What to work on: Repeat the lines from the line with "const MAX_UPSTREAM_ID_LEN: usize = 128;" to the line with "builder = builder.header(REQUEST_ID_HEADER, value);" in the listing below, keeping both end lines and adding nothing.
··· Entries supplied
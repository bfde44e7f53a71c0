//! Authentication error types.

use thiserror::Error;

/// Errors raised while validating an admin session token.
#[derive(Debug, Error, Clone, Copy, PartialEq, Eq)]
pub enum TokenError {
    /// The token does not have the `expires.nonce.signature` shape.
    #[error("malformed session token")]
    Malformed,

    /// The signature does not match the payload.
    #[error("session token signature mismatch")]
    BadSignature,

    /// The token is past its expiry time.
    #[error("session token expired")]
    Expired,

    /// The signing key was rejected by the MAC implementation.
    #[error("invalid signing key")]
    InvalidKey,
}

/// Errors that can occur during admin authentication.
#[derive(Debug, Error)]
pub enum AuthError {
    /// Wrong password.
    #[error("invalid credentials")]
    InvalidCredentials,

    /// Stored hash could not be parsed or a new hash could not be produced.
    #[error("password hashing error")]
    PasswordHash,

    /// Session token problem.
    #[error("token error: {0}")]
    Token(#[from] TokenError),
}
······
··· Entries supplied
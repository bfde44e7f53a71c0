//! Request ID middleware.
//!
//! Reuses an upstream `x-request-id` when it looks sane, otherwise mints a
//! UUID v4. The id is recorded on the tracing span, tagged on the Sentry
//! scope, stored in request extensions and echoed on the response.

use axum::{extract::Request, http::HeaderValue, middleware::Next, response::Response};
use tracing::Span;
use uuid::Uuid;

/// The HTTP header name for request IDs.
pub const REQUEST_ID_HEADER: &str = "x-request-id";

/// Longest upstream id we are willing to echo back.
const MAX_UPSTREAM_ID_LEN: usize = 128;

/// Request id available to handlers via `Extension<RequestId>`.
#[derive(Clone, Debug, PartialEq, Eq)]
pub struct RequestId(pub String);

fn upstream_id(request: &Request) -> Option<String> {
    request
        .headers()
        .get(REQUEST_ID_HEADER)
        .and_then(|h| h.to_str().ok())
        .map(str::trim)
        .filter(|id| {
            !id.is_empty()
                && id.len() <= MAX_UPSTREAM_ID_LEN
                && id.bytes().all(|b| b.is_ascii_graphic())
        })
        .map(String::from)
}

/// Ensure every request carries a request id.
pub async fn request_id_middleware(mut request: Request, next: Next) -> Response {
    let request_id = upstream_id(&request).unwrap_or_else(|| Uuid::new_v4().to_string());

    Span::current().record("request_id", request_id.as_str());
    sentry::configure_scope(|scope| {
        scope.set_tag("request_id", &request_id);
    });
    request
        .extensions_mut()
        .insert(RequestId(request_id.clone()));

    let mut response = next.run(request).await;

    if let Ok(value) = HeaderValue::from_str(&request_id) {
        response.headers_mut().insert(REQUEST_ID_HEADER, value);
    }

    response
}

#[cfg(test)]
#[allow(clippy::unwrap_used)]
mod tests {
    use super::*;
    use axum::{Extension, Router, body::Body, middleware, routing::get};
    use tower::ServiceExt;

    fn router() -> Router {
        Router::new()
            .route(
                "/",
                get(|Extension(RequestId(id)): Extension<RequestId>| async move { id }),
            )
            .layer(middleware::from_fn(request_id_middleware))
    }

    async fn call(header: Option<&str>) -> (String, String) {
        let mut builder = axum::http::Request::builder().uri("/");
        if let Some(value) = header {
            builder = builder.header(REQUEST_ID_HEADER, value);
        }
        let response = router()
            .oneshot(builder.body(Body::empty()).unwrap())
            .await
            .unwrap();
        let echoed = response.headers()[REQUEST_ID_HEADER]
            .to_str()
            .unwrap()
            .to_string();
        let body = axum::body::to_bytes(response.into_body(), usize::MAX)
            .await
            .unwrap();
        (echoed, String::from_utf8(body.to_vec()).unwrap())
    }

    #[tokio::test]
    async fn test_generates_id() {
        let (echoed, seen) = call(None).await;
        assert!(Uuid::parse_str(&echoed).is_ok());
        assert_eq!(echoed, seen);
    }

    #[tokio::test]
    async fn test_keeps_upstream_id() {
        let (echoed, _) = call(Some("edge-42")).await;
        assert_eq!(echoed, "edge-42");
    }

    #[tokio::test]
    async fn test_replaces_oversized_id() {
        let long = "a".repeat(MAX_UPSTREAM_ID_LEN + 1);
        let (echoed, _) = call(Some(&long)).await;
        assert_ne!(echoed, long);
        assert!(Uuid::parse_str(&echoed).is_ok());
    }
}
······
Problem solution:
const MAX_UPSTREAM_ID_LEN: usize = 128;

/// Request id available to handlers via `Extension<RequestId>`.
#[derive(Clone, Debug, PartialEq, Eq)]
pub struct RequestId(pub String);

fn upstream_id(request: &Request) -> Option<String> {
    request
        .headers()
        .get(REQUEST_ID_HEADER)
        .and_then(|h| h.to_str().ok())
        .map(str::trim)
        .filter(|id| {
            !id.is_empty()
                && id.len() <= MAX_UPSTREAM_ID_LEN
                && id.bytes().all(|b| b.is_ascii_graphic())
        })
        .map(String::from)
}

/// Ensure every request carries a request id.
pub async fn request_id_middleware(mut request: Request, next: Next) -> Response {
    let request_id = upstream_id(&request).unwrap_or_else(|| Uuid::new_v4().to_string());

    Span::current().record("request_id", request_id.as_str());
    sentry::configure_scope(|scope| {
        scope.set_tag("request_id", &request_id);
    });
    request
        .extensions_mut()
        .insert(RequestId(request_id.clone()));

    let mut response = next.run(request).await;

    if let Ok(value) = HeaderValue::from_str(&request_id) {
        response.headers_mut().insert(REQUEST_ID_HEADER, value);
    }

    response
}

#[cfg(test)]
#[allow(clippy::unwrap_used)]
mod tests {
    use super::*;
    use axum::{Extension, Router, body::Body, middleware, routing::get};
    use tower::ServiceExt;

    fn router() -> Router {
        Router::new()
            .route(
                "/",
                get(|Extension(RequestId(id)): Extension<RequestId>| async move { id }),
            )
            .layer(middleware::from_fn(request_id_middleware))
    }

    async fn call(header: Option<&str>) -> (String, String) {
        let mut builder = axum::http::Request::builder().uri("/");
        if let Some(value) = header {
            builder = builder.header(REQUEST_ID_HEADER, value);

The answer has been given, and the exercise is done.